That the International Monetary Fund (IMF) has once again cut its global growth outlook for 2022, to 3.2 percent from its April forecast of 3.6 percent, shows how deeply high inflation and the fallout of the Ukraine war are biting into the international economy. It turns out that world’s GDP actually contracted in the second quarter due to downturns in China and Russia, making another global recession a very real prospect not long down the road. Yet high inflation pretty much across the world mandates a very hawkish monetary environment all around, which is clearly going to continue into next year. That’s why the Fund has revised its growth projection for 2023 as well, from 3.6 percent in April to 2.9 percent now.
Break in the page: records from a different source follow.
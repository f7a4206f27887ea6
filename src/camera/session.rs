use super::interface::{CaptureConstraints, CaptureDevice, RawFrame};
use super::overlay::{load_watermark_font, watermark_and_encode};
use crate::config::CameraConfig;
use crate::error::{CameraError, Result};
use crate::model::CapturedImage;
use chrono::{DateTime, Utc};
use rusttype::Font;
use std::sync::Arc;
use tracing::{debug, info, warn};

/// Capture session state
#[derive(Debug, Clone, Copy, PartialEq, Eq)]
pub enum CameraState {
    Idle,
    Active,
}

/// Wraps a capture device for the registration screen. The device is
/// released on `stop_camera` and when the session is dropped while active.
pub struct CameraSession {
    config: CameraConfig,
    device: Arc<dyn CaptureDevice>,
    font: Option<Font<'static>>,
    state: CameraState,
}

impl CameraSession {
    pub fn new(config: CameraConfig, device: Arc<dyn CaptureDevice>) -> Self {
        let font = load_watermark_font(&config.watermark_font_path);
        Self {
            config,
            device,
            font,
            state: CameraState::Idle,
        }
    }

    pub fn state(&self) -> CameraState {
        self.state
    }

    pub fn is_active(&self) -> bool {
        self.state == CameraState::Active
    }

    /// Acquire the device. On failure the session stays idle.
    pub async fn start_camera(&mut self) -> Result<()> {
        if self.is_active() {
            debug!("Camera already active");
            return Ok(());
        }

        let constraints = CaptureConstraints {
            width: self.config.resolution.0,
            height: self.config.resolution.1,
            front_facing: true,
        };

        match self.device.acquire(&constraints).await {
            Ok(()) => {
                self.state = CameraState::Active;
                info!(
                    "Camera started ({}x{})",
                    constraints.width, constraints.height
                );
                Ok(())
            }
            Err(e) => {
                // Drop whatever a failed acquire left bound
                self.device.release();
                self.state = CameraState::Idle;
                warn!("Camera start failed: {}", e);
                Err(e.into())
            }
        }
    }

    /// Pull a raw still from the device without encoding it. Returns
    /// `Ok(None)` when no stream is bound.
    pub fn grab_still(&self) -> Result<Option<PendingStill>> {
        if !self.is_active() {
            debug!("Capture requested while camera idle");
            return Ok(None);
        }

        let frame = match self.device.still_frame() {
            Some(frame) => frame,
            None => {
                debug!("Device produced no frame");
                return Ok(None);
            }
        };

        if !frame.validate_size() {
            return Err(CameraError::Encode {
                details: format!(
                    "frame has {} bytes, expected {}",
                    frame.rgb.len(),
                    frame.expected_size()
                ),
            }
            .into());
        }

        Ok(Some(PendingStill {
            frame,
            config: self.config.clone(),
            font: self.font.clone(),
        }))
    }

    /// Take a watermarked still. Returns `Ok(None)` when no stream is bound.
    pub fn capture_photo(&self) -> Result<Option<CapturedImage>> {
        self.grab_still()?.map(PendingStill::encode).transpose()
    }

    /// Release the device. Idempotent.
    pub fn stop_camera(&mut self) {
        if self.state == CameraState::Active {
            info!("Camera stopped");
        }
        self.device.release();
        self.state = CameraState::Idle;
    }
}

/// A raw still that still needs its watermark and JPEG encoding. Owns
/// everything it needs so the encode can run on a blocking thread.
pub struct PendingStill {
    frame: RawFrame,
    config: CameraConfig,
    font: Option<Font<'static>>,
}

impl PendingStill {
    pub fn encode(self) -> Result<CapturedImage> {
        let (width, height) = (self.frame.width, self.frame.height);
        let captured_at = DateTime::<Utc>::from(self.frame.timestamp);
        let data = watermark_and_encode(self.frame, &self.config, self.font.as_ref())?;

        Ok(CapturedImage {
            position: 0,
            data: Arc::new(data),
            width,
            height,
            captured_at,
            watermark: self.config.watermark_text,
            encoding: None,
        })
    }
}

impl Drop for CameraSession {
    fn drop(&mut self) {
        if self.is_active() {
            self.stop_camera();
        }
    }
}
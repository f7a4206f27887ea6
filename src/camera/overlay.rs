use super::interface::RawFrame;
use crate::config::CameraConfig;
use crate::error::CameraError;
use image::codecs::jpeg::JpegEncoder;
use image::{ColorType, Rgb, RgbImage};
use imageproc::drawing::{draw_text_mut, text_size};
use rusttype::{Font, Scale};
use std::fs;
use tracing::debug;

/// Load the watermark font, or `None` when the file is missing or unparsable
pub(crate) fn load_watermark_font(path: &str) -> Option<Font<'static>> {
    let data = match fs::read(path) {
        Ok(data) => data,
        Err(e) => {
            debug!(
                "Watermark font '{}' unavailable ({}); drawing band only",
                path, e
            );
            return None;
        }
    };

    let font = Font::try_from_vec(data);
    if font.is_none() {
        debug!("Failed to parse watermark font '{}'; drawing band only", path);
    }
    font
}

/// Darken a band along the bottom edge, draw the watermark text on it and
/// encode the result as JPEG
pub(crate) fn watermark_and_encode(
    frame: RawFrame,
    config: &CameraConfig,
    font: Option<&Font<'static>>,
) -> Result<Vec<u8>, CameraError> {
    let (width, height) = (frame.width, frame.height);
    let mut img = RgbImage::from_raw(width, height, frame.rgb).ok_or_else(|| {
        CameraError::Encode {
            details: format!("frame buffer does not match {}x{} RGB", width, height),
        }
    })?;

    let band_height = ((config.watermark_font_size * 1.5) as u32).min(height);
    let band_top = height - band_height;

    for y in band_top..height {
        for x in 0..width {
            let pixel = img.get_pixel(x, y);
            img.put_pixel(x, y, Rgb([pixel[0] / 3, pixel[1] / 3, pixel[2] / 3]));
        }
    }

    if let Some(font) = font {
        let scale = Scale::uniform(config.watermark_font_size);
        let (text_width, _) = text_size(scale, font, &config.watermark_text);
        let x = (width as i32 - text_width - 10).max(0);
        let y = band_top as i32 + (band_height as i32 / 6);

        draw_text_mut(
            &mut img,
            Rgb([255, 255, 255]),
            x,
            y,
            scale,
            font,
            &config.watermark_text,
        );
    }

    let mut output = Vec::new();
    JpegEncoder::new_with_quality(&mut output, config.jpeg_quality)
        .encode(img.as_raw(), width, height, ColorType::Rgb8)
        .map_err(|e| CameraError::Encode {
            details: e.to_string(),
        })?;

    debug!(
        "Encoded {}x{} still with watermark '{}' ({} bytes)",
        width,
        height,
        config.watermark_text,
        output.len()
    );
    Ok(output)
}
use crate::config::CheckInConfig;
use chrono::{DateTime, Utc};
use rand::Rng;
use std::collections::VecDeque;
use std::time::Duration;
use tracing::{debug, info, warn};

/// Extra milliseconds added to the processing dwell when reporting how long
/// recognition took
const PROCESSING_JITTER_MS: u64 = 250;

#[derive(Debug, Clone, Copy, PartialEq, Eq)]
pub enum CheckInPhase {
    Scanning,
    FaceDetected,
    Processing,
    Success,
    Failure,
    NoFace,
}

impl CheckInPhase {
    pub fn name(&self) -> &'static str {
        match self {
            CheckInPhase::Scanning => "scanning",
            CheckInPhase::FaceDetected => "face_detected",
            CheckInPhase::Processing => "processing",
            CheckInPhase::Success => "success",
            CheckInPhase::Failure => "failure",
            CheckInPhase::NoFace => "no_face",
        }
    }

    /// Success, failure and no-face are shown for a while before scanning resumes
    pub fn is_result(&self) -> bool {
        matches!(
            self,
            CheckInPhase::Success | CheckInPhase::Failure | CheckInPhase::NoFace
        )
    }

    /// Status line shown on the kiosk screen
    pub fn message(&self) -> &'static str {
        match self {
            CheckInPhase::Scanning => "Looking for a face...",
            CheckInPhase::FaceDetected => "Face detected, hold still",
            CheckInPhase::Processing => "Verifying identity...",
            CheckInPhase::Success => "Check-in successful",
            CheckInPhase::Failure => "Face not recognized, please try again",
            CheckInPhase::NoFace => "No face detected",
        }
    }
}

/// A student the kiosk can recognize
#[derive(Debug, Clone, PartialEq, Eq)]
pub struct CheckInStudent {
    pub id: String,
    pub name: String,
    pub class_name: String,
    pub guardian_phone: String,
}

impl CheckInStudent {
    pub fn new(id: &str, name: &str, class_name: &str, guardian_phone: &str) -> Self {
        Self {
            id: id.to_string(),
            name: name.to_string(),
            class_name: class_name.to_string(),
            guardian_phone: guardian_phone.to_string(),
        }
    }
}

/// Fixed pool the simulation picks recognized students from
pub fn demo_pool() -> Vec<CheckInStudent> {
    vec![
        CheckInStudent::new("stu-001", "Napat Wongsa", "Kindergarten 1/A", "0812345601"),
        CheckInStudent::new("stu-002", "Pimchanok Suksai", "Kindergarten 1/B", "0812345602"),
        CheckInStudent::new("stu-003", "Thanawat Chaiyo", "Kindergarten 2/A", "0812345603"),
        CheckInStudent::new("stu-004", "Kanokwan Meesuk", "Kindergarten 3/A", "0812345604"),
    ]
}

/// Simulated message to a guardian; never leaves the process
#[derive(Debug, Clone, PartialEq, Eq)]
pub struct GuardianNotice {
    pub student_id: String,
    pub phone: String,
    pub message: String,
    pub sent_at: DateTime<Utc>,
}

#[derive(Debug, Clone)]
pub struct CheckInState {
    pub phase: CheckInPhase,
    /// True while the recognizer is "working"
    pub processing: bool,
    pub last_check_at: Option<DateTime<Utc>>,
    pub last_student: Option<CheckInStudent>,
    /// Reported recognition time of the last success
    pub processing_ms: Option<u64>,
    /// Result screens shown so far
    pub results_shown: u64,
    pub successes: u64,
    /// Most recent guardian notices, oldest first
    pub outbox: VecDeque<GuardianNotice>,
    pool: Vec<CheckInStudent>,
    processing_dwell_ms: u64,
}

impl CheckInState {
    pub fn new(pool: Vec<CheckInStudent>) -> Self {
        Self {
            phase: CheckInPhase::Scanning,
            processing: false,
            last_check_at: None,
            last_student: None,
            processing_ms: None,
            results_shown: 0,
            successes: 0,
            outbox: VecDeque::new(),
            pool,
            processing_dwell_ms: 0,
        }
    }

    pub fn pool(&self) -> &[CheckInStudent] {
        &self.pool
    }
}

impl Default for CheckInState {
    fn default() -> Self {
        Self::new(demo_pool())
    }
}

fn sample_ms<R: Rng + ?Sized>(rng: &mut R, (min, max): (u64, u64)) -> u64 {
    if max <= min {
        min
    } else {
        rng.gen_range(min..=max)
    }
}

/// How long `phase` stays on screen before the next step
pub fn dwell<R: Rng + ?Sized>(phase: CheckInPhase, rng: &mut R, config: &CheckInConfig) -> Duration {
    let window = match phase {
        CheckInPhase::Scanning => config.scanning_ms,
        CheckInPhase::FaceDetected => config.face_detected_ms,
        CheckInPhase::Processing => config.processing_ms,
        CheckInPhase::Success | CheckInPhase::Failure | CheckInPhase::NoFace => config.result_ms,
    };
    Duration::from_millis(sample_ms(rng, window))
}

fn pick_outcome<R: Rng + ?Sized>(rng: &mut R, config: &CheckInConfig) -> CheckInPhase {
    let total = config.success_weight + config.failure_weight + config.no_face_weight;
    let roll = rng.gen::<f64>() * total;

    if roll < config.success_weight {
        CheckInPhase::Success
    } else if roll < config.success_weight + config.failure_weight {
        CheckInPhase::Failure
    } else {
        CheckInPhase::NoFace
    }
}

/// One step of the kiosk cycle. Returns the next state and how long it
/// should be shown before stepping again.
pub fn advance<R: Rng + ?Sized>(
    state: &CheckInState,
    rng: &mut R,
    config: &CheckInConfig,
) -> (CheckInState, Duration) {
    let mut next = state.clone();

    match state.phase {
        CheckInPhase::Scanning => {
            next.phase = CheckInPhase::FaceDetected;
        }
        CheckInPhase::FaceDetected => {
            next.phase = CheckInPhase::Processing;
            next.processing = true;
        }
        CheckInPhase::Processing => {
            next.processing = false;
            next.phase = pick_outcome(rng, config);
            next.results_shown += 1;

            if next.phase == CheckInPhase::Success {
                record_success(&mut next, rng, config.outbox_limit);
            } else {
                debug!("Check-in ended with {}", next.phase.name());
            }
        }
        CheckInPhase::Success | CheckInPhase::Failure | CheckInPhase::NoFace => {
            next.phase = CheckInPhase::Scanning;
        }
    }

    let delay = dwell(next.phase, rng, config);
    if next.phase == CheckInPhase::Processing {
        next.processing_dwell_ms = delay.as_millis() as u64;
    }
    (next, delay)
}

fn record_success<R: Rng + ?Sized>(state: &mut CheckInState, rng: &mut R, outbox_limit: usize) {
    if state.pool.is_empty() {
        warn!("Check-in succeeded with an empty student pool");
        state.phase = CheckInPhase::Failure;
        return;
    }

    let student = state.pool[rng.gen_range(0..state.pool.len())].clone();
    let elapsed = state.processing_dwell_ms + rng.gen_range(0..=PROCESSING_JITTER_MS);
    let now = Utc::now();

    let notice = GuardianNotice {
        student_id: student.id.clone(),
        phone: student.guardian_phone.clone(),
        message: format!(
            "{} checked in at {}",
            student.name,
            now.format("%H:%M")
        ),
        sent_at: now,
    };
    info!(
        "Notify guardian {} for {}: {}",
        notice.phone, student.name, notice.message
    );

    state.successes += 1;
    state.processing_ms = Some(elapsed);
    state.last_check_at = Some(now);
    state.last_student = Some(student);
    while state.outbox.len() >= outbox_limit.max(1) {
        state.outbox.pop_front();
    }
    state.outbox.push_back(notice);
}
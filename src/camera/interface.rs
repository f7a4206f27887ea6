use crate::error::CameraError;
use std::time::SystemTime;

/// Constraints passed to the device when a capture session starts
#[derive(Debug, Clone, Copy, PartialEq, Eq)]
pub struct CaptureConstraints {
    pub width: u32,
    pub height: u32,
    /// Prefer the user-facing lens
    pub front_facing: bool,
}

/// Uncompressed RGB24 still pulled from the device
#[derive(Debug, Clone)]
pub struct RawFrame {
    pub width: u32,
    pub height: u32,
    pub rgb: Vec<u8>,
    pub timestamp: SystemTime,
}

impl RawFrame {
    pub fn expected_size(&self) -> usize {
        self.width as usize * self.height as usize * 3
    }

    pub fn validate_size(&self) -> bool {
        self.rgb.len() == self.expected_size()
    }
}

/// A video capture device that can be acquired, sampled and released
#[async_trait::async_trait]
pub trait CaptureDevice: Send + Sync {
    /// Acquire the device; fails when permission is refused or no device exists
    async fn acquire(&self, constraints: &CaptureConstraints) -> Result<(), CameraError>;

    /// Current frame, or `None` when no stream is bound
    fn still_frame(&self) -> Option<RawFrame>;

    /// Release the device. Safe to call at any time.
    fn release(&self);
}
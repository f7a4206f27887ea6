use crate::backend::RosterBackend;
use crate::camera::{CameraSession, CaptureDevice};
use crate::config::RosterConfig;
use crate::error::{RosterError, Result};
use crate::notify::NotificationCenter;
use crate::recognition::FaceRecognizer;
use crate::store::{StateStore, Subscription};
use crate::view::{filter_students, render, resolve_timezone, RenderedScreen, ViewState};
use chrono_tz::Tz;
use parking_lot::Mutex;
use std::sync::atomic::AtomicBool;
use std::sync::Arc;
use tokio_util::sync::CancellationToken;
use tracing::{debug, error};

/// Drives the roster screens: navigation, filtering, the capture session and
/// the submit/delete workflows. All state lives in a `StateStore<ViewState>`.
pub struct ScreenController {
    pub(super) config: RosterConfig,
    pub(super) timezone: Tz,
    pub(super) store: Arc<StateStore<ViewState>>,
    pub(super) backend: Arc<dyn RosterBackend>,
    pub(super) recognizer: Arc<dyn FaceRecognizer>,
    pub(super) notifications: Arc<NotificationCenter>,
    pub(super) camera: tokio::sync::Mutex<CameraSession>,
    /// Cancelled whenever the active screen changes
    pub(super) screen_token: Mutex<CancellationToken>,
    pub(super) capturing: AtomicBool,
}

impl ScreenController {
    pub(super) fn new(
        config: RosterConfig,
        backend: Arc<dyn RosterBackend>,
        device: Arc<dyn CaptureDevice>,
        recognizer: Arc<dyn FaceRecognizer>,
        notifications: Arc<NotificationCenter>,
    ) -> Self {
        let timezone = resolve_timezone(&config.system.timezone);
        let camera = CameraSession::new(config.camera.clone(), device);

        Self {
            config,
            timezone,
            store: StateStore::new(ViewState::default()),
            backend,
            recognizer,
            notifications,
            camera: tokio::sync::Mutex::new(camera),
            screen_token: Mutex::new(CancellationToken::new()),
            capturing: AtomicBool::new(false),
        }
    }

    pub fn builder() -> super::ScreenControllerBuilder {
        super::ScreenControllerBuilder::new()
    }

    pub fn config(&self) -> &RosterConfig {
        &self.config
    }

    pub fn notifications(&self) -> &Arc<NotificationCenter> {
        &self.notifications
    }

    /// Snapshot of the view state
    pub fn state(&self) -> ViewState {
        self.store.get()
    }

    pub fn store(&self) -> &Arc<StateStore<ViewState>> {
        &self.store
    }

    /// Register a listener for every state change
    pub fn on_change<F>(&self, listener: F) -> Subscription<ViewState>
    where
        F: Fn(&ViewState) + Send + Sync + 'static,
    {
        self.store.on_change(listener)
    }

    /// Text rendition of the active screen
    pub fn render(&self) -> RenderedScreen {
        self.store.read(|state| {
            render(
                state,
                self.config.registration.max_captures,
                self.timezone,
            )
        })
    }

    /// Load classes and students for the first list screen
    pub async fn init(&self) -> Result<()> {
        debug!("Initializing roster screens");
        self.reload().await
    }

    /// Reload the full dataset without changing screens
    pub async fn refresh(&self) -> Result<()> {
        self.reload().await
    }

    pub(super) fn current_token(&self) -> CancellationToken {
        self.screen_token.lock().clone()
    }

    /// Cancel the token of the screen being left and issue a fresh one
    pub(super) fn renew_token(&self) -> CancellationToken {
        let mut token = self.screen_token.lock();
        token.cancel();
        *token = CancellationToken::new();
        token.clone()
    }

    pub(super) fn org_id(&self) -> &str {
        &self.config.system.organization_id
    }

    /// Roster data is shared by every screen, so results are applied even
    /// when the screen changed while loading
    pub(super) async fn reload(&self) -> Result<()> {
        self.store.update(|s| s.loading = true)?;

        let org_id = self.org_id();
        let (students, classes) = tokio::join!(
            self.backend.load_students(org_id),
            self.backend.load_classes(org_id)
        );

        let loaded = students.and_then(|students| classes.map(|classes| (students, classes)));
        let (students, classes) = match loaded {
            Ok(data) => data,
            Err(e) => {
                self.store.update(|s| s.loading = false)?;
                return Err(self.report(e.into(), "Failed to load students"));
            }
        };

        self.store.update(|s| {
            s.filtered_students = filter_students(&students, s.status_filter, &s.search_term);
            s.students = students;
            s.classes = classes;
            s.loading = false;
        })?;

        debug!(
            "Loaded {} students",
            self.store.read(|s| s.students.len())
        );
        Ok(())
    }

    /// Turn a workflow failure into one user-facing notification
    pub(super) fn report(&self, err: RosterError, context: &str) -> RosterError {
        if err.is_recoverable() {
            error!("{}: {}", context, err);
        } else {
            error!("{} (unrecoverable): {}", context, err);
        }
        self.notifications
            .error(format!("{}: {}", context, err.user_message()));
        err
    }
}
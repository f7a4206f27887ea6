//! Kiosk check-in simulation: a timed scan, detect, process and result cycle
//! with randomized outcomes.

mod machine;
mod runner;
#[cfg(test)]
mod tests;

pub use machine::{
    advance, demo_pool, dwell, CheckInPhase, CheckInState, CheckInStudent, GuardianNotice,
};
pub use runner::{CheckInHandle, CheckInSimulation};
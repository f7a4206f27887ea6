use super::*;
use crate::config::{CheckInConfig, RosterConfig};
use rand::rngs::StdRng;
use rand::SeedableRng;
use std::time::Duration;

fn create_test_config() -> CheckInConfig {
    RosterConfig::default().checkin
}

fn only_outcome(success: f64, failure: f64, no_face: f64) -> CheckInConfig {
    let mut config = create_test_config();
    config.success_weight = success;
    config.failure_weight = failure;
    config.no_face_weight = no_face;
    config
}

fn in_window(delay: Duration, (min, max): (u64, u64)) -> bool {
    let ms = delay.as_millis() as u64;
    ms >= min && ms <= max
}

/// Step from a fresh state up to and including the processing phase
fn to_processing(rng: &mut StdRng, config: &CheckInConfig) -> (CheckInState, Duration) {
    let (detected, _) = advance(&CheckInState::default(), rng, config);
    advance(&detected, rng, config)
}

#[test]
fn test_cycle_order_and_windows() {
    let config = create_test_config();
    let mut rng = StdRng::seed_from_u64(7);
    let start = CheckInState::default();
    assert_eq!(start.phase, CheckInPhase::Scanning);
    assert!(in_window(dwell(start.phase, &mut rng, &config), config.scanning_ms));

    let (detected, delay) = advance(&start, &mut rng, &config);
    assert_eq!(detected.phase, CheckInPhase::FaceDetected);
    assert!(in_window(delay, config.face_detected_ms));

    let (processing, delay) = advance(&detected, &mut rng, &config);
    assert_eq!(processing.phase, CheckInPhase::Processing);
    assert!(processing.processing);
    assert!(in_window(delay, config.processing_ms));

    let (result, delay) = advance(&processing, &mut rng, &config);
    assert!(result.phase.is_result());
    assert!(!result.processing);
    assert_eq!(result.results_shown, 1);
    assert!(in_window(delay, config.result_ms));

    let (again, delay) = advance(&result, &mut rng, &config);
    assert_eq!(again.phase, CheckInPhase::Scanning);
    assert!(in_window(delay, config.scanning_ms));
    assert_eq!(again.results_shown, 1);
}

#[test]
fn test_success_records_student_and_notice() {
    let config = only_outcome(1.0, 0.0, 0.0);
    let mut rng = StdRng::seed_from_u64(11);

    let (processing, processing_delay) = to_processing(&mut rng, &config);
    let (success, _) = advance(&processing, &mut rng, &config);

    assert_eq!(success.phase, CheckInPhase::Success);
    assert_eq!(success.successes, 1);
    let student = success.last_student.clone().unwrap();
    assert!(demo_pool().contains(&student));
    assert!(success.last_check_at.is_some());

    let reported = success.processing_ms.unwrap();
    let dwell_ms = processing_delay.as_millis() as u64;
    assert!(reported >= dwell_ms && reported <= dwell_ms + 250);

    assert_eq!(success.outbox.len(), 1);
    let notice = &success.outbox[0];
    assert_eq!(notice.student_id, student.id);
    assert_eq!(notice.phone, student.guardian_phone);
    assert!(notice.message.starts_with(&student.name));
}

#[test]
fn test_outbox_keeps_most_recent_notices() {
    let mut config = only_outcome(1.0, 0.0, 0.0);
    config.outbox_limit = 5;
    let mut rng = StdRng::seed_from_u64(21);

    let mut state = CheckInState::default();
    for _ in 0..200 {
        state = advance(&state, &mut rng, &config).0;
    }

    assert_eq!(state.successes, 50);
    assert_eq!(state.outbox.len(), 5);
    let newest = state.outbox.back().unwrap();
    assert_eq!(Some(&newest.student_id), state.last_student.as_ref().map(|s| &s.id));
}

#[test]
fn test_failure_and_no_face_leave_last_check() {
    for (config, expected) in [
        (only_outcome(0.0, 1.0, 0.0), CheckInPhase::Failure),
        (only_outcome(0.0, 0.0, 1.0), CheckInPhase::NoFace),
    ] {
        let mut rng = StdRng::seed_from_u64(3);
        let (processing, _) = to_processing(&mut rng, &config);
        let (result, _) = advance(&processing, &mut rng, &config);

        assert_eq!(result.phase, expected);
        assert!(result.last_student.is_none());
        assert!(result.last_check_at.is_none());
        assert!(result.outbox.is_empty());
    }
}

#[test]
fn test_empty_pool_cannot_succeed() {
    let config = only_outcome(1.0, 0.0, 0.0);
    let mut rng = StdRng::seed_from_u64(5);

    let (detected, _) = advance(&CheckInState::new(Vec::new()), &mut rng, &config);
    let (processing, _) = advance(&detected, &mut rng, &config);
    let (result, _) = advance(&processing, &mut rng, &config);

    assert_eq!(result.phase, CheckInPhase::Failure);
    assert!(result.outbox.is_empty());
}

#[test]
fn test_outcome_weights() {
    let config = create_test_config();
    let mut rng = StdRng::seed_from_u64(42);
    let (processing, _) = to_processing(&mut rng, &config);

    let runs = 10_000;
    let mut success = 0;
    let mut failure = 0;
    let mut no_face = 0;
    for _ in 0..runs {
        match advance(&processing, &mut rng, &config).0.phase {
            CheckInPhase::Success => success += 1,
            CheckInPhase::Failure => failure += 1,
            CheckInPhase::NoFace => no_face += 1,
            other => panic!("unexpected phase {:?}", other),
        }
    }

    let share = |n: i32| n as f64 / runs as f64;
    assert!((share(success) - 0.75).abs() < 0.03);
    assert!((share(failure) - 0.15).abs() < 0.03);
    assert!((share(no_face) - 0.10).abs() < 0.03);
}

#[tokio::test(start_paused = true)]
async fn test_simulation_runs_until_results() {
    let config = create_test_config();
    let mut handle = CheckInSimulation::seeded(&config, 99).start();
    assert!(handle.is_running());

    let state = handle.wait_for_results(3).await.unwrap();

    assert_eq!(state.results_shown, 3);
    assert!(state.phase.is_result());
    assert_eq!(state.outbox.len() as u64, state.successes);
}

#[tokio::test(start_paused = true)]
async fn test_stop_halts_transitions() {
    let config = create_test_config();
    let handle = CheckInSimulation::seeded(&config, 1).start();
    let mut observer = handle.subscribe();

    observer.changed().await.unwrap();
    handle.stop();
    let frozen = handle.state();

    tokio::time::sleep(Duration::from_secs(60)).await;

    let after = handle.state();
    assert_eq!(after.phase, frozen.phase);
    assert_eq!(after.results_shown, frozen.results_shown);
    assert!(!handle.is_running());

    let last = handle.shutdown().await.unwrap();
    assert_eq!(last.phase, frozen.phase);
}

#[tokio::test(start_paused = true)]
async fn test_wait_after_stop_is_cancelled() {
    let config = create_test_config();
    let mut handle = CheckInSimulation::seeded(&config, 2).start();
    handle.stop();

    let result = handle.wait_for_results(1).await;

    assert!(matches!(
        result,
        Err(crate::error::RosterError::Cancelled { .. })
    ));
}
This means that “the world may soon be teetering on the edge of a global recession only two years after the last one,” in the words of IMF’s chief economist, Pierre-Olivier Gourinchas. And a select group of economists, known for its proximity to the US Federal Reserve that is playing down the likelihood of such a scenario, or the impact of a recession if one indeed comes, might have missed a few very important points. There’s no doubt that growth has softened significantly over the last few months, but it hasn’t brought about the kind of dip in commodity prices, especially energy, that was expected with such destruction of demand; especially if you consider the interest rate cycle. That’s why there’s perhaps more weight in the point of view of a contrarian group of economists who suggest that demographically today we no longer have demand-pull inflation. There is, in fact, ample proof of this just in the way the commodity super cycle is continuing despite all the central bank-driven squeeze on demand.

That means that even if there is a very mild recession, prices will still most likely remain high enough to give it a rather dark colour of stagflation. And that is very bad news for countries like Pakistan, which are already suffering from compromised growth and runaway inflation; with the latter feeding into the former and turning the whole thing into a very vicious, unending cycle. Worryingly, IMF’s warning also cited a “plausible” alternate scenario, where complete suspension of Russian gas to Europe by year-end and another 30 percent dip in Russian oil exports could push global growth down to 2.6 percent in 2022 and 2 percent next year; with no growth at all in the US and mainland Europe. That’s even worse news for Pakistan because the bulk of our meagre export earnings comes from these two continents. And it’s no rocket science that when their economies contract, so does our export revenue.

The last thing we need as we walk a tightrope between political instability and threat of outright default is the international economy tanking and giving our balance of payments another exogenous, perhaps even fatal, hit. We have a mountain of debt to retire this fiscal year and given the circumstances, with IMF’s bailout money nowhere in sight despite the staff-level agreement, another recession that increases joblessness while prices are still sky high will indeed be very, very bad for the economy. There’s also the very obvious and rather painful fact that the government, monetary and fiscal sectors alike, is unable to do anything even as this storm builds right in front of its eyes. And that’s because it has no reserves and therefore no elbow room, which makes it impossible to have a fallback plan.

It can only hope that IMF’s bailout money comes before the situation becomes much worse, and greenlights debt and loans from other institutions and sovereigns as well.